### Task prompt
From the top of the entries below through the line containing "use async_trait::async_trait;", return every line exactly as written, please, and stop there.

### Extracted information
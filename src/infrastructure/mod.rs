//! Infrastructure layer module
//!
//! Configuration loading and logging setup. Persistence lives under
//! `adapters`; this layer only wires process-level concerns.

pub mod config;
pub mod logging;
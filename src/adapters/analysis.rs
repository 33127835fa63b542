//! Analyzer adapters.

use async_trait::async_trait;
use std::collections::VecDeque;
use tokio::sync::Mutex;

use crate::domain::errors::DomainResult;
use crate::domain::models::{ConversationState, UnifiedAnalysis};
use crate::domain::ports::MessageAnalyzer;

/// Replays prepared analyses in order; neutral once the script runs out.
///
/// Used by the CLI's `--analysis` flag and by tests.
#[derive(Debug, Default)]
pub struct ScriptedAnalyzer {
    script: Mutex<VecDeque<UnifiedAnalysis>>,
}

impl ScriptedAnalyzer {
    pub fn new(script: impl IntoIterator<Item = UnifiedAnalysis>) -> Self {
        Self {
            script: Mutex::new(script.into_iter().collect()),
        }
    }

    /// One analysis parsed leniently from JSON.
    pub fn from_json(raw: &str) -> Self {
        Self::new([UnifiedAnalysis::from_json_str(raw)])
    }

    pub async fn push(&self, analysis: UnifiedAnalysis) {
        self.script.lock().await.push_back(analysis);
    }

    pub async fn remaining(&self) -> usize {
        self.script.lock().await.len()
    }
}

#[async_trait]
impl MessageAnalyzer for ScriptedAnalyzer {
    async fn analyze(
        &self,
        _state: &ConversationState,
        _message: &str,
    ) -> DomainResult<UnifiedAnalysis> {
        Ok(self
            .script
            .lock()
            .await
            .pop_front()
            .unwrap_or_else(UnifiedAnalysis::neutral))
    }
}
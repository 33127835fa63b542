//! Output formatting utilities for the CLI.

use comfy_table::{presets, Cell, CellAlignment, ContentArrangement, Table};
use console::style;
use serde::Serialize;

/// Types that can be rendered as human-readable or JSON output.
pub trait CommandOutput: Serialize {
    fn to_human(&self) -> String;

    fn to_json(&self) -> serde_json::Value {
        serde_json::to_value(self).unwrap_or_default()
    }
}

/// Dispatch output based on JSON mode flag.
pub fn output<T: CommandOutput>(result: &T, json_mode: bool) {
    if json_mode {
        println!(
            "{}",
            serde_json::to_string_pretty(&result.to_json()).unwrap_or_default()
        );
    } else {
        println!("{}", result.to_human());
    }
}

pub fn action_success(message: &str) -> String {
    format!("{} {}", style("\u{2713}").green().bold(), message)
}

pub fn action_failure(message: &str) -> String {
    format!("{} {}", style("\u{2717}").red().bold(), message)
}

/// Truncate to at most `max_chars` characters, appending "..." if cut.
pub fn truncate(s: &str, max_chars: usize) -> String {
    if s.chars().count() <= max_chars {
        s.to_string()
    } else {
        let cut: String = s.chars().take(max_chars.saturating_sub(3)).collect();
        format!("{cut}...")
    }
}

/// Borderless list table with upper-cased headers.
pub fn list_table(headers: &[&str]) -> Table {
    let mut table = Table::new();
    table
        .load_preset(presets::NOTHING)
        .set_content_arrangement(ContentArrangement::Dynamic)
        .set_header(
            headers
                .iter()
                .map(|h| Cell::new(h.to_uppercase()).set_alignment(CellAlignment::Left)),
        );
    table
}

/// Table preceded by a count line, or a "none found" message.
pub fn render_list(entity_name: &str, table: &Table, total: usize) -> String {
    if total == 0 {
        return format!("No {entity_name}s found.");
    }
    let noun = if total == 1 {
        entity_name.to_string()
    } else {
        format!("{entity_name}s")
    };
    format!("{} {noun}:\n{table}", style(total).bold())
}
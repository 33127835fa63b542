//! Domain layer for the constraint advisor
//!
//! Conversation state, decisions, component rules and the ports the
//! coordinator talks to. Nothing in here performs I/O.

pub mod errors;
pub mod models;
pub mod ports;

pub use errors::{DomainError, DomainResult};
//! Component rule engine.
//!
//! Picks the auxiliary UI components that accompany a committed turn.
//! Rules are grouped by trigger point and scanned in descending priority;
//! the first rule whose condition holds claims its component type for the
//! turn. The type's policy then gets a hard veto, and a vetoed type is not
//! retried with a lower-priority rule.

use serde::{Deserialize, Serialize};
use serde_json::Value;
use std::cmp::Reverse;
use std::collections::{BTreeMap, BTreeSet, HashMap, HashSet};
use std::sync::Arc;
use tracing::debug;

use crate::domain::errors::{DomainError, DomainResult};
use crate::domain::models::{
    Action, ClosingTrack, ComponentContext, ComponentFlags, ComponentPolicy, ComponentRule,
    ComponentType, Phase, PolicyConstraint, RenderedComponent, RuleCondition, TriggerPoint,
};

/// On-disk shape of a rule registry file.
#[derive(Debug, Clone, Default, Serialize, Deserialize)]
pub struct RegistryDocument {
    #[serde(default)]
    pub rules: Vec<ComponentRule>,
    #[serde(default)]
    pub policies: Vec<ComponentPolicy>,
}

/// Immutable rule and policy set, built once at startup.
#[derive(Debug, Clone)]
pub struct ComponentRegistry {
    rules: HashMap<TriggerPoint, Vec<ComponentRule>>,
    policies: HashMap<ComponentType, ComponentPolicy>,
}

impl ComponentRegistry {
    /// Build a registry, rejecting duplicate rule names, duplicate policies
    /// and empty turn windows.
    pub fn new(rules: Vec<ComponentRule>, policies: Vec<ComponentPolicy>) -> DomainResult<Self> {
        let mut names = HashSet::new();
        for rule in &rules {
            if rule.name.trim().is_empty() {
                return Err(DomainError::ValidationFailed(
                    "component rule name cannot be empty".to_string(),
                ));
            }
            if !names.insert(rule.name.as_str()) {
                return Err(DomainError::ValidationFailed(format!(
                    "duplicate component rule name: {}",
                    rule.name
                )));
            }
        }

        let mut by_component = HashMap::new();
        for policy in policies {
            for constraint in &policy.constraints {
                if let PolicyConstraint::TurnWindow { min, max } = constraint {
                    if min > max {
                        return Err(DomainError::ValidationFailed(format!(
                            "policy for {} has an empty turn window {min}..={max}",
                            policy.component
                        )));
                    }
                }
            }
            let component = policy.component;
            if by_component.insert(component, policy).is_some() {
                return Err(DomainError::ValidationFailed(format!(
                    "more than one policy for component {component}"
                )));
            }
        }

        Ok(Self::assemble(rules, by_component))
    }

    fn assemble(
        rules: Vec<ComponentRule>,
        policies: HashMap<ComponentType, ComponentPolicy>,
    ) -> Self {
        let mut by_trigger: HashMap<TriggerPoint, Vec<ComponentRule>> = HashMap::new();
        for rule in rules {
            by_trigger.entry(rule.trigger).or_default().push(rule);
        }
        // Stable: equal priorities keep declaration order.
        for list in by_trigger.values_mut() {
            list.sort_by_key(|r| Reverse(r.priority));
        }
        Self {
            rules: by_trigger,
            policies,
        }
    }

    pub fn from_document(doc: RegistryDocument) -> DomainResult<Self> {
        Self::new(doc.rules, doc.policies)
    }

    pub fn from_yaml_str(yaml: &str) -> DomainResult<Self> {
        let doc: RegistryDocument = serde_yaml::from_str(yaml)
            .map_err(|e| DomainError::ValidationFailed(format!("invalid rule registry: {e}")))?;
        Self::from_document(doc)
    }

    /// The rule set shipped with the advisor.
    pub fn builtin() -> Self {
        let (rules, policies) = builtin_rules();
        let by_component = policies.into_iter().map(|p| (p.component, p)).collect();
        Self::assemble(rules, by_component)
    }

    /// Rules for `trigger`, highest priority first.
    pub fn rules_for(&self, trigger: TriggerPoint) -> &[ComponentRule] {
        self.rules
            .get(&trigger)
            .map(Vec::as_slice)
            .unwrap_or_default()
    }

    pub fn policy_for(&self, component: ComponentType) -> Option<&ComponentPolicy> {
        self.policies.get(&component)
    }

    pub fn rule_count(&self) -> usize {
        self.rules.values().map(Vec::len).sum()
    }
}

impl Default for ComponentRegistry {
    fn default() -> Self {
        Self::builtin()
    }
}

/// What one evaluation produced.
#[derive(Debug, Clone, Default, PartialEq)]
pub struct ComponentOutcome {
    pub rendered: Vec<RenderedComponent>,
    /// Single-use types rendered this turn; merged into the session's flags
    /// at commit.
    pub flags: ComponentFlags,
}

pub struct ComponentRuleEngine {
    registry: Arc<ComponentRegistry>,
}

impl ComponentRuleEngine {
    pub fn new(registry: Arc<ComponentRegistry>) -> Self {
        Self { registry }
    }

    pub fn registry(&self) -> &ComponentRegistry {
        &self.registry
    }

    /// Select and render components for one trigger point.
    ///
    /// Reads the context only; flag changes are returned, not applied.
    pub fn evaluate(&self, trigger: TriggerPoint, ctx: &ComponentContext<'_>) -> ComponentOutcome {
        let mut outcome = ComponentOutcome::default();
        let mut claimed = BTreeSet::new();

        for rule in self.registry.rules_for(trigger) {
            if claimed.contains(&rule.component) || !rule.condition.holds(ctx) {
                continue;
            }
            claimed.insert(rule.component);

            let permissive;
            let policy = match self.registry.policy_for(rule.component) {
                Some(policy) => policy,
                None => {
                    permissive = ComponentPolicy::permissive(rule.component);
                    &permissive
                }
            };

            if let Some(violation) = policy.first_violation(ctx) {
                debug!(
                    session_id = %ctx.state.session_id,
                    rule = %rule.name,
                    component = %rule.component,
                    ?violation,
                    "component vetoed by policy"
                );
                continue;
            }

            if policy.is_single_use() {
                outcome.flags.mark_shown(rule.component);
            }
            debug!(
                session_id = %ctx.state.session_id,
                rule = %rule.name,
                component = %rule.component,
                %trigger,
                "component selected"
            );
            outcome.rendered.push(render(rule, trigger, ctx));
        }

        outcome
    }
}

### Task result
filename src/infrastructure/mod.rs
//! Infrastructure layer module
//!
//! Configuration loading and logging setup. Persistence lives under
//! `adapters`; this layer only wires process-level concerns.

pub mod config;
pub mod logging;
filename src/adapters/analysis.rs
repository 33127835fa63b542
//! Analyzer adapters.

use async_trait::async_trait;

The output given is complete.